■ WORK ORDER: From the first line to the last, output the material exactly.

________

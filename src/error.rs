use std::path::PathBuf;
use thiserror::Error;

pub type Result<T> = std::result::Result<T, Error>;

/// Broad category of a failure, used by callers that react differently
/// to bad input and to registry trouble.
#[derive(Debug, Clone, Copy, PartialEq, Eq)]
pub enum ErrorKind {
    /// Missing or invalid local input, detected before any I/O
    Configuration,
    /// The destination reference could not be derived
    Resolution,
    /// A registry fetch or push failed
    Transport,
    /// Content could not be encoded or decoded
    Serialization,
}

#[derive(Debug, Error)]
pub enum Error {
    #[error("architecture is required for bundling")]
    MissingArchitecture,

    #[error("failed to read {path}")]
    FileRead {
        path: PathBuf,
        #[source]
        source: std::io::Error,
    },

    #[error("failed to write {path}")]
    FileWrite {
        path: PathBuf,
        #[source]
        source: std::io::Error,
    },

    #[error("failed to parse bundle file {path}")]
    BundleParse {
        path: PathBuf,
        #[source]
        source: serde_yaml::Error,
    },

    #[error("failed to parse config: {0}")]
    ConfigParse(#[from] toml::de::Error),

    #[error("bundle name is required for publishing")]
    MissingName,

    #[error("version is required for publishing")]
    MissingVersion,

    #[error("invalid reference `{reference}`: {reason}")]
    InvalidReference { reference: String, reason: String },

    #[error("registry request for `{reference}` failed")]
    Registry {
        reference: String,
        #[source]
        source: oci_distribution::errors::OciDistributionError,
    },

    #[error("`{reference}` not found")]
    NotFound { reference: String },

    #[error("no manifest for platform {platform} in index at `{reference}`")]
    PlatformNotFound { reference: String, platform: String },

    #[error("digest mismatch for `{reference}`: expected {expected}, got {actual}")]
    DigestMismatch {
        reference: String,
        expected: String,
        actual: String,
    },

    #[error("registry transport error for `{reference}`: {message}")]
    Transport { reference: String, message: String },

    #[error("failed to encode bundle metadata: {0}")]
    Yaml(#[from] serde_yaml::Error),

    #[error("failed to encode or decode json: {0}")]
    Json(#[from] serde_json::Error),
}

impl Error {
    pub fn kind(&self) -> ErrorKind {
        match self {
            Error::MissingArchitecture
            | Error::FileRead { .. }
            | Error::FileWrite { .. }
            | Error::BundleParse { .. }
            | Error::ConfigParse(_) => ErrorKind::Configuration,
            Error::MissingName | Error::MissingVersion | Error::InvalidReference { .. } => {
                ErrorKind::Resolution
            }
            Error::Registry { .. }
            | Error::NotFound { .. }
            | Error::PlatformNotFound { .. }
            | Error::DigestMismatch { .. }
            | Error::Transport { .. } => ErrorKind::Transport,
            Error::Yaml(_) | Error::Json(_) => ErrorKind::Serialization,
        }
    }
}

________

■ ANSWER BOX:
filename src/error.rs
use std::path::PathBuf;
use thiserror::Error;

pub type Result<T> = std::result::Result<T, Error>;

/// Broad category of a failure, used by callers that react differently
/// to bad input and to registry trouble.
#[derive(Debug, Clone, Copy, PartialEq, Eq)]
pub enum ErrorKind {
    /// Missing or invalid local input, detected before any I/O
    Configuration,
    /// The destination reference could not be derived
    Resolution,
    /// A registry fetch or push failed
    Transport,
    /// Content could not be encoded or decoded
    Serialization,
}

#[derive(Debug, Error)]
pub enum Error {
    #[error("architecture is required for bundling")]
    MissingArchitecture,

    #[error("failed to read {path}")]
    FileRead {
        path: PathBuf,
        #[source]
        source: std::io::Error,
    },

    #[error("failed to write {path}")]
    FileWrite {
        path: PathBuf,
        #[source]
        source: std::io::Error,
    },

    #[error("failed to parse bundle file {path}")]
    BundleParse {
        path: PathBuf,
        #[source]
        source: serde_yaml::Error,
    },

    #[error("failed to parse config: {0}")]
    ConfigParse(#[from] toml::de::Error),

    #[error("bundle name is required for publishing")]
    MissingName,

    #[error("version is required for publishing")]
    MissingVersion,

    #[error("invalid reference `{reference}`: {reason}")]
    InvalidReference { reference: String, reason: String },

    #[error("registry request for `{reference}` failed")]
    Registry {
        reference: String,
        #[source]
        source: oci_distribution::errors::OciDistributionError,
    },

    #[error("`{reference}` not found")]
    NotFound { reference: String },

    #[error("no manifest for platform {platform} in index at `{reference}`")]
    PlatformNotFound { reference: String, platform: String },

    #[error("digest mismatch for `{reference}`: expected {expected}, got {actual}")]
    DigestMismatch {
        reference: String,
        expected: String,
        actual: String,
    },

    #[error("registry transport error for `{reference}`: {message}")]
    Transport { reference: String, message: String },

    #[error("failed to encode bundle metadata: {0}")]
    Yaml(#[from] serde_yaml::Error),

    #[error("failed to encode or decode json: {0}")]
    Json(#[from] serde_json::Error),
}

impl Error {
    pub fn kind(&self) -> ErrorKind {
        match self {
            Error::MissingArchitecture
            | Error::FileRead { .. }
            | Error::FileWrite { .. }
            | Error::BundleParse { .. }
            | Error::ConfigParse(_) => ErrorKind::Configuration,
            Error::MissingName | Error::MissingVersion | Error::InvalidReference { .. } => {
                ErrorKind::Resolution
            }
            Error::Registry { .. }
            | Error::NotFound { .. }
            | Error::PlatformNotFound { .. }
            | Error::DigestMismatch { .. }
            | Error::Transport { .. } => ErrorKind::Transport,
            Error::Yaml(_) | Error::Json(_) => ErrorKind::Serialization,
        }
    }
}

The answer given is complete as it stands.